Soil Moisture Monitorization Using GNSS Reflected Signals
Alejandro Egido, Giulio Ruffini, Marco Caparrini, Cristina Martin,, Esteve Farres, Xavier Banque

TL;DR
This paper explores the use of GNSS reflected signals, including upcoming Galileo signals, for remote sensing soil moisture, highlighting recent theoretical developments and experiments that demonstrate the potential advantages of GNSS-R systems.
Contribution
It presents recent theoretical work and experimental results on dedicated GNSS-R systems for soil moisture monitoring, emphasizing the benefits of upcoming Galileo signals.
Findings
GNSS-R can effectively sense small changes in soil moisture.
Galileo signals enable multi-spectral analysis and improved inversion models.
Upcoming satellite signals increase SNR and measurement accuracy.
Abstract
The use of GNSS signals as a source of opportunity for remote sensing applications, GNSS-R, has been a research area of interest for more than a decade.

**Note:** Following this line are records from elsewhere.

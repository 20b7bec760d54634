//! Mount URI expansion
//!
//! `spec.mounts` entries are high-level data source URIs. Each supported URI
//! becomes one sidecar that mounts or synchronizes the data under the shared
//! notebook directory:
//!
//! - `cw://bucket[/subpath][:/mount]` → privileged s3fs sidecar (`cw-N`)
//! - `sshfs://user@host:/remote[:/mount]` → privileged sshfs sidecar (`sshfs-N`)
//! - `rsync://user@host:/remote[:/mount]` → unprivileged pull-then-push loop (`rsync-N`)
//!
//! `N` is the URI's index in the input list, so reordering `spec.mounts`
//! renames the generated sidecars. Unknown schemes and URIs missing their
//! bucket or host are skipped without error.

use k8s_openapi::api::core::v1::{EnvVar, EnvVarSource, SecretKeySelector, SecurityContext};
use marimo_common::crd::SidecarSpec;
use marimo_common::OperatorConfig;
use tracing::debug;

use crate::NOTEBOOK_DIR;

/// Secret holding S3 credentials for cw:// mounts
pub const CW_CREDENTIALS_SECRET: &str = "cw-credentials";

/// Access key id entry in [`CW_CREDENTIALS_SECRET`]
pub const CW_ACCESS_KEY_ID: &str = "AWS_ACCESS_KEY_ID";

/// Secret access key entry in [`CW_CREDENTIALS_SECRET`]
pub const CW_SECRET_ACCESS_KEY: &str = "AWS_SECRET_ACCESS_KEY";

/// Name prefix of sidecars that receive the ssh key secret
pub const SSHFS_SIDECAR_PREFIX: &str = "sshfs-";

/// Where the ssh key secret is mounted inside sshfs sidecars
pub const SSH_KEY_MOUNT_PATH: &str = "/config/ssh-pubkey";

/// Private half of the key pair, used as the sshfs client identity
pub const SSH_KEY_FILE: &str = "ssh-privatekey";

/// Public half of the key pair, advertised through `PUBLIC_KEY_FILE`
pub const SSH_PUBLIC_KEY_FILE: &str = "ssh-publickey";

const CW_SCHEME: &str = "cw://";
const SSHFS_SCHEME: &str = "sshfs://";
const RSYNC_SCHEME: &str = "rsync://";

const SSH_OPTS: &str = "-o StrictHostKeyChecking=accept-new";

// =============================================================================
// Parsed URIs
// =============================================================================

/// `cw://bucket[/subpath][:/mount]`
#[derive(Clone, Debug, PartialEq, Eq)]
pub struct BucketMount {
    /// Bucket name
    pub bucket: String,
    /// Path inside the bucket
    pub subpath: Option<String>,
    /// Explicit local mount point
    pub mount_point: Option<String>,
}

impl BucketMount {
    /// Parse a `cw://` URI. Returns `None` for other schemes or an empty bucket.
    pub fn parse(uri: &str) -> Option<Self> {
        let rest = uri.strip_prefix(CW_SCHEME)?;
        let (rest, mount_point) = split_mount_point(rest);

        let (bucket, subpath) = match rest.split_once('/') {
            Some((bucket, subpath)) => (bucket, non_empty(subpath)),
            None => (rest, None),
        };
        if bucket.is_empty() {
            return None;
        }

        Some(Self {
            bucket: bucket.to_string(),
            subpath,
            mount_point,
        })
    }

    /// Render back to URI form
    pub fn to_uri(&self) -> String {
        let mut uri = format!("{CW_SCHEME}{}", self.bucket);
        if let Some(subpath) = &self.subpath {
            uri.push('/');
            uri.push_str(subpath);
        }
        if let Some(mount) = &self.mount_point {
            uri.push(':');
            uri.push_str(mount);
        }
        uri
    }

    /// Remote spec passed to s3fs: `bucket` or `bucket:/subpath`
    fn s3fs_remote(&self) -> String {
        match &self.subpath {
            Some(subpath) => format!("{}:/{}", self.bucket, subpath),
            None => self.bucket.clone(),
        }
    }
}

/// `scheme://user@host:/remote[:/mount]` for sshfs and rsync
#[derive(Clone, Debug, PartialEq, Eq)]
pub struct RemoteMount {
    /// ssh destination, `user@host` or `host`
    pub target: String,
    /// Absolute path on the remote host
    pub remote_path: String,
    /// Explicit local mount point
    pub mount_point: Option<String>,
}

impl RemoteMount {
    /// Parse the part after the scheme. Returns `None` when host or path is missing.
    fn parse_after_scheme(rest: &str) -> Option<Self> {
        let (target, path) = rest.split_once(":/")?;
        let host = target.rsplit_once('@').map_or(target, |(_, host)| host);
        if target.is_empty() || host.is_empty() {
            return None;
        }

        // `path` lost its leading slash to the split above
        let path = format!("/{path}");
        let (remote_path, mount_point) = split_mount_point(&path);

        Some(Self {
            target: target.to_string(),
            remote_path: remote_path.to_string(),
            mount_point,
        })
    }

    /// Parse an `sshfs://` URI
    pub fn parse_sshfs(uri: &str) -> Option<Self> {
        Self::parse_after_scheme(uri.strip_prefix(SSHFS_SCHEME)?)
    }

    /// Parse an `rsync://` URI
    pub fn parse_rsync(uri: &str) -> Option<Self> {
        Self::parse_after_scheme(uri.strip_prefix(RSYNC_SCHEME)?)
    }

    fn to_uri(&self, scheme: &str) -> String {
        let mut uri = format!("{scheme}{}:{}", self.target, self.remote_path);
        if let Some(mount) = &self.mount_point {
            uri.push(':');
            uri.push_str(mount);
        }
        uri
    }

    fn remote_spec(&self) -> String {
        format!("{}:{}", self.target, self.remote_path)
    }
}

/// A recognized mount URI
#[derive(Clone, Debug, PartialEq, Eq)]
pub enum MountUri {
    /// S3-compatible bucket via s3fs
    Cw(BucketMount),
    /// Remote directory via sshfs
    Sshfs(RemoteMount),
    /// Remote directory synchronized with rsync
    Rsync(RemoteMount),
}

impl MountUri {
    /// Parse any supported URI. Unknown schemes and malformed URIs yield `None`.
    pub fn parse(uri: &str) -> Option<Self> {
        if uri.starts_with(CW_SCHEME) {
            BucketMount::parse(uri).map(Self::Cw)
        } else if uri.starts_with(SSHFS_SCHEME) {
            RemoteMount::parse_sshfs(uri).map(Self::Sshfs)
        } else if uri.starts_with(RSYNC_SCHEME) {
            RemoteMount::parse_rsync(uri).map(Self::Rsync)
        } else {
            None
        }
    }

    /// Render back to URI form; the scheme prefix follows the variant
    pub fn to_uri(&self) -> String {
        match self {
            Self::Cw(m) => m.to_uri(),
            Self::Sshfs(m) => m.to_uri(SSHFS_SCHEME),
            Self::Rsync(m) => m.to_uri(RSYNC_SCHEME),
        }
    }

    /// Short scheme name used as the sidecar name prefix
    pub fn scheme(&self) -> &'static str {
        match self {
            Self::Cw(_) => "cw",
            Self::Sshfs(_) => "sshfs",
            Self::Rsync(_) => "rsync",
        }
    }

    fn mount_point(&self) -> Option<&str> {
        match self {
            Self::Cw(m) => m.mount_point.as_deref(),
            Self::Sshfs(m) | Self::Rsync(m) => m.mount_point.as_deref(),
        }
    }
}

/// Split a trailing `:/mount` off `s`. The last `:/` wins; position 0 is not a separator.
fn split_mount_point(s: &str) -> (&str, Option<String>) {
    match s.rfind(":/") {
        Some(idx) if idx > 0 => (&s[..idx], Some(s[idx + 1..].to_string())),
        _ => (s, None),
    }
}

fn non_empty(s: &str) -> Option<String> {
    (!s.is_empty()).then(|| s.to_string())
}

// =============================================================================
// Expansion
// =============================================================================

/// Expand mount URIs into sidecar specs, preserving input order.
pub fn expand_mounts(uris: &[String], config: &OperatorConfig) -> Vec<SidecarSpec> {
    uris.iter()
        .enumerate()
        .filter_map(|(index, uri)| {
            let Some(mount) = MountUri::parse(uri) else {
                debug!(uri = %uri, index, "ignoring unsupported or malformed mount URI");
                return None;
            };
            Some(build_sidecar(&mount, index, config))
        })
        .collect()
}

fn build_sidecar(mount: &MountUri, index: usize, config: &OperatorConfig) -> SidecarSpec {
    let name = format!("{}-{}", mount.scheme(), index);
    let mount_point = mount
        .mount_point()
        .map(str::to_string)
        .unwrap_or_else(|| default_mount_point(&name));

    match mount {
        MountUri::Cw(bucket) => cw_sidecar(name, bucket, &mount_point, config),
        MountUri::Sshfs(remote) => sshfs_sidecar(name, remote, &mount_point, config),
        MountUri::Rsync(remote) => rsync_sidecar(name, remote, &mount_point, config),
    }
}

/// Mount point used when the URI does not name one
pub fn default_mount_point(sidecar_name: &str) -> String {
    format!("{NOTEBOOK_DIR}/mounts/{sidecar_name}")
}

fn privileged() -> Option<SecurityContext> {
    Some(SecurityContext {
        privileged: Some(true),
        ..Default::default()
    })
}

fn secret_env(name: &str, secret: &str, key: &str) -> EnvVar {
    EnvVar {
        name: name.to_string(),
        value_from: Some(EnvVarSource {
            secret_key_ref: Some(SecretKeySelector {
                name: secret.to_string(),
                key: key.to_string(),
                ..Default::default()
            }),
            ..Default::default()
        }),
        ..Default::default()
    }
}

fn cw_sidecar(
    name: String,
    bucket: &BucketMount,
    mount_point: &str,
    config: &OperatorConfig,
) -> SidecarSpec {
    let script = format!(
        "mkdir -p {mount} && \
         echo \"$AWS_ACCESS_KEY_ID:$AWS_SECRET_ACCESS_KEY\" > /etc/passwd-s3fs && \
         chmod 600 /etc/passwd-s3fs && \
         s3fs {remote} {mount} \
         -o passwd_file=/etc/passwd-s3fs \
         -o url=${{S3_ENDPOINT:-{endpoint}}} \
         -o allow_other \
         -o umask=0000 \
         -f",
        mount = mount_point,
        remote = bucket.s3fs_remote(),
        endpoint = config.s3_endpoint,
    );

    SidecarSpec {
        name,
        image: config.s3fs_image.clone(),
        command: vec!["sh".to_string(), "-c".to_string()],
        args: vec![script],
        env: vec![
            secret_env(CW_ACCESS_KEY_ID, CW_CREDENTIALS_SECRET, CW_ACCESS_KEY_ID),
            secret_env(CW_SECRET_ACCESS_KEY, CW_CREDENTIALS_SECRET, CW_SECRET_ACCESS_KEY),
        ],
        security_context: privileged(),
        ..Default::default()
    }
}

fn sshfs_sidecar(
    name: String,
    remote: &RemoteMount,
    mount_point: &str,
    config: &OperatorConfig,
) -> SidecarSpec {
    let script = format!(
        "apk add --no-cache sshfs openssh-client >/dev/null && \
         mkdir -p {mount} && \
         exec sshfs -f {remote} {mount} \
         -o allow_other \
         -o reconnect \
         -o ServerAliveInterval=15 \
         {SSH_OPTS} \
         -o IdentityFile={SSH_KEY_MOUNT_PATH}/{SSH_KEY_FILE}",
        mount = mount_point,
        remote = remote.remote_spec(),
    );

    SidecarSpec {
        name,
        image: config.alpine_image.clone(),
        command: vec!["sh".to_string(), "-c".to_string()],
        args: vec![script],
        env: vec![EnvVar {
            name: "PUBLIC_KEY_FILE".to_string(),
            value: Some(format!("{SSH_KEY_MOUNT_PATH}/{SSH_PUBLIC_KEY_FILE}")),
            ..Default::default()
        }],
        security_context: privileged(),
        ..Default::default()
    }
}

fn rsync_sidecar(
    name: String,
    remote: &RemoteMount,
    mount_point: &str,
    config: &OperatorConfig,
) -> SidecarSpec {
    let script = format!(
        "apk add --no-cache rsync openssh-client inotify-tools >/dev/null && \
         mkdir -p {mount} && \
         rsync -az -e 'ssh {SSH_OPTS}' {remote}/ {mount}/ && \
         while inotifywait -r -qq -e modify,create,delete,move {mount}; do \
         rsync -az -e 'ssh {SSH_OPTS}' {mount}/ {remote}/; \
         done",
        mount = mount_point,
        remote = remote.remote_spec(),
    );

    SidecarSpec {
        name,
        image: config.alpine_image.clone(),
        command: vec!["sh".to_string(), "-c".to_string()],
        args: vec![script],
        ..Default::default()
    }
}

One of the possible applications of this technique is soil moisture monitoring. The retrieval of soil moisture with GNSS-R systems is based on the variability of the ground dielectric properties associated to soil moisture. Higher concentrations of water in the soil yield a higher dielectric constant and reflectivity, which incurs in signals that reflect from the Earth surface with higher peak power. Previous investigations have demonstrated the capability of GPS bistatic scatterometers to obtain high enough signal to noise ratios in order to sense small changes in surface reflectivity. Furthermore, these systems present some advantages with respect to others currently used to retrieve soil moisture. Upcoming satellite navigation…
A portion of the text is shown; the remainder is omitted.